Instinct takes over. I spin, slam my hand against the wall behind me, and flick the light switch. The room flares to life in harsh yellow, too bright after the dark. And he’s there. Leaning casually against the arm of my couch like he’s been waiting.

Tall, broad-shouldered, dressed in black that fits him too well to be random. His jacket hangs open, shirt unbuttoned just enough to reveal the kind of body that belongs in a very different kind of room. His hair is dark, messy in a way that looks deliberate, and his eyes—God, those eyes—are the kind of cold gray that burns.

For one disoriented second, my mind short-circuits. Because he’s beautiful.Dangerouslyso. The kind of beauty that doesn’t belong in apartments like mine. Then the fear hits.

“What the hell—” I stumble backward, grab my coffee mug from the table, and throw it as hard as I can.

He moves before it leaves my hand. Just steps sideways, effortless, like he knew what I’d do before I did it. The mug explodes against the wall, porcelain shattering across the floor.

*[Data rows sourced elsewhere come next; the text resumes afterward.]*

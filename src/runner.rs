//! Runner that parses simulation input and replays mower programmes.
//!
//! The entry point is [`SimulationRunner`]. Construct one, optionally attach
//! a [`SimulationObserver`] via [`SimulationRunner::with_observer`], then
//! call [`SimulationRunner::run`] with the raw input text.

use crate::error::SimulationError;
use crate::lawn::Lawn;
use crate::mower::{Heading, Instruction, Mower};

/// Callbacks for watching a run as it unfolds.
///
/// The caller supplies whatever sink it wants, a logger or a test recorder
/// for instance. Every method has a no-op default, so implementors pick
/// only the events they care about.
pub trait SimulationObserver {
    /// The lawn line parsed successfully.
    fn lawn_parsed(&mut self, _lawn: &Lawn) {}

    /// A mower header parsed successfully. `index` counts from zero in
    /// input order.
    fn mower_loaded(&mut self, _index: usize, _mower: &Mower) {}

    /// A forward step was reverted because it left the lawn. `mower` is the
    /// restored state; its remaining instructions still execute.
    fn step_reverted(&mut self, _mower: &Mower) {}

    /// A mower consumed its whole programme. `mower` is its final state.
    fn mower_finished(&mut self, _index: usize, _mower: &Mower) {}
}

/// Parses a `<width> <height>` lawn line.
///
/// `line` is the 1-based line number, used only for error context. Negative
/// bounds are rejected by [`Lawn::new`]; anything that is not exactly two
/// integer tokens is [`SimulationError::MalformedLawn`].
pub fn parse_lawn(text: &str, line: usize) -> Result<Lawn, SimulationError> {
    let malformed = || SimulationError::MalformedLawn {
        line,
        text: text.trim().to_string(),
    };

    let mut tokens = text.split_whitespace();
    let width = tokens
        .next()
        .and_then(|token| token.parse().ok())
        .ok_or_else(malformed)?;
    let height = tokens
        .next()
        .and_then(|token| token.parse().ok())
        .ok_or_else(malformed)?;
    if tokens.next().is_some() {
        return Err(malformed());
    }

    Lawn::new(width, height)
}

/// Parses a `<x> <y> <heading-letter>` mower header.
///
/// `line` is the 1-based line number, used only for error context. The
/// heading letter is kept as given: letters outside N/E/S/W yield an inert
/// mower (see [`Heading::Unknown`]) rather than an error.
pub fn parse_mower(text: &str, line: usize) -> Result<Mower, SimulationError> {
    let malformed = || SimulationError::MalformedMower {
        line,
        text: text.trim().to_string(),
    };

    let mut tokens = text.split_whitespace();
    let x = tokens
        .next()
        .and_then(|token| token.parse().ok())
        .ok_or_else(malformed)?;
    let y = tokens
        .next()
        .and_then(|token| token.parse().ok())
        .ok_or_else(malformed)?;

    let letter = tokens.next().ok_or_else(malformed)?;
    let mut chars = letter.chars();
    let heading = match (chars.next(), chars.next()) {
        (Some(value), None) => Heading::from_char(value),
        _ => return Err(malformed()),
    };
    if tokens.next().is_some() {
        return Err(malformed());
    }

    Ok(Mower::new(x, y, heading))
}

/// Parses the lawn and mower blocks from raw text and replays each mower's
/// programme, keeping every mower on the lawn.
///
/// The runner owns no state between runs; each call to
/// [`run`](SimulationRunner::run) is independent.
#[derive(Default)]
pub struct SimulationRunner {
    observer: Option<Box<dyn SimulationObserver>>,
}

impl SimulationRunner {
    /// Creates a runner with no observer attached.
    pub fn new() -> SimulationRunner {
        SimulationRunner::default()
    }

    /// Attaches an observer that receives progress callbacks (builder
    /// pattern).
    pub fn with_observer(mut self, observer: Box<dyn SimulationObserver>) -> SimulationRunner {
        self.observer = Some(observer);
        self
    }

    /// Replays one mower's instruction programme on `lawn` and returns the
    /// final state.
    ///
    /// The starting position must lie on the lawn, otherwise
    /// [`SimulationError::MowerOutOfBounds`] is returned before any
    /// instruction is applied. A forward step that leaves the lawn is undone
    /// on the spot and the remaining instructions still execute; only
    /// forward steps can violate containment, so turns are never checked.
    pub fn process(
        &mut self,
        lawn: &Lawn,
        mut mower: Mower,
        instructions: &str,
    ) -> Result<Mower, SimulationError> {
        if !lawn.contains(mower.position) {
            return Err(SimulationError::MowerOutOfBounds {
                x: mower.position.x,
                y: mower.position.y,
                width: lawn.width(),
                height: lawn.height(),
            });
        }

        for value in instructions.chars() {
            let instruction = Instruction::from_char(value);
            mower.apply(instruction);
            if instruction == Instruction::Forward && !lawn.contains(mower.position) {
                mower.move_backward();
                if let Some(observer) = self.observer.as_deref_mut() {
                    observer.step_reverted(&mower);
                }
            }
        }

        Ok(mower)
    }

    /// Runs a full simulation over `input` and returns the final mower
    /// states in input order.
    ///
    /// The first line declares the lawn; each mower then contributes a
    /// header line and a programme line. A trailing header with no programme
    /// line is treated as absent. The first parse failure or out-of-bounds
    /// starting position aborts the whole run with that error; no partial
    /// result list is produced.
    pub fn run(&mut self, input: &str) -> Result<Vec<Mower>, SimulationError> {
        let mut lines = input.lines().enumerate();

        let (number, text) = lines.next().ok_or(SimulationError::MissingLawn)?;
        let lawn = parse_lawn(text, number + 1)?;
        if let Some(observer) = self.observer.as_deref_mut() {
            observer.lawn_parsed(&lawn);
        }

        let mut finished = Vec::new();
        while let Some((number, header)) = lines.next() {
            let Some((_, instructions)) = lines.next() else {
                break;
            };

            let mower = parse_mower(header, number + 1)?;
            let index = finished.len();
            if let Some(observer) = self.observer.as_deref_mut() {
                observer.mower_loaded(index, &mower);
            }

            let mower = self.process(&lawn, mower, instructions)?;
            if let Some(observer) = self.observer.as_deref_mut() {
                observer.mower_finished(index, &mower);
            }
            finished.push(mower);
        }

        Ok(finished)
    }
}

He doesn’t flinch, or even look at the wreckage. His gaze stays on me.

Every cell in my body screams to run. I clutch the blanket from the back of the couch and yank it around my almost naked self, my hands shaking. “Get out!” My voice cracks. “Get out or I’ll?—”

He raises a brow, calm as stone. “You’ll what?”

His voice is low, too smooth and threaded with something dark—a faint accent there, hard to place, like it’s been blended over time. It does things to my nerves I don’t want to admit.

“Who are you?” I manage.

He doesn’t answer. Just studies me like I’m a puzzle he’s deciding whether to solve.

The silence stretches too long. I can hear the faint hum of the refrigerator, the candle sputtering. My mind races through every possible explanation—wrong apartment, hallucination, dream—but none fit the man standing there.

I take a step toward the door, but he moves first, just enough to block my path, the light catching on the faint line of a scar near his throat.

“Don’t,” he says softly.

“Don’t what?”

“Run.”

My hand tightens around the blanket until my knuckles ache. “You broke into my home. What do you expect me to do? Offer you coffee?”

His eyes flicker with something that almost looks like amusement. “You already threw the mug.”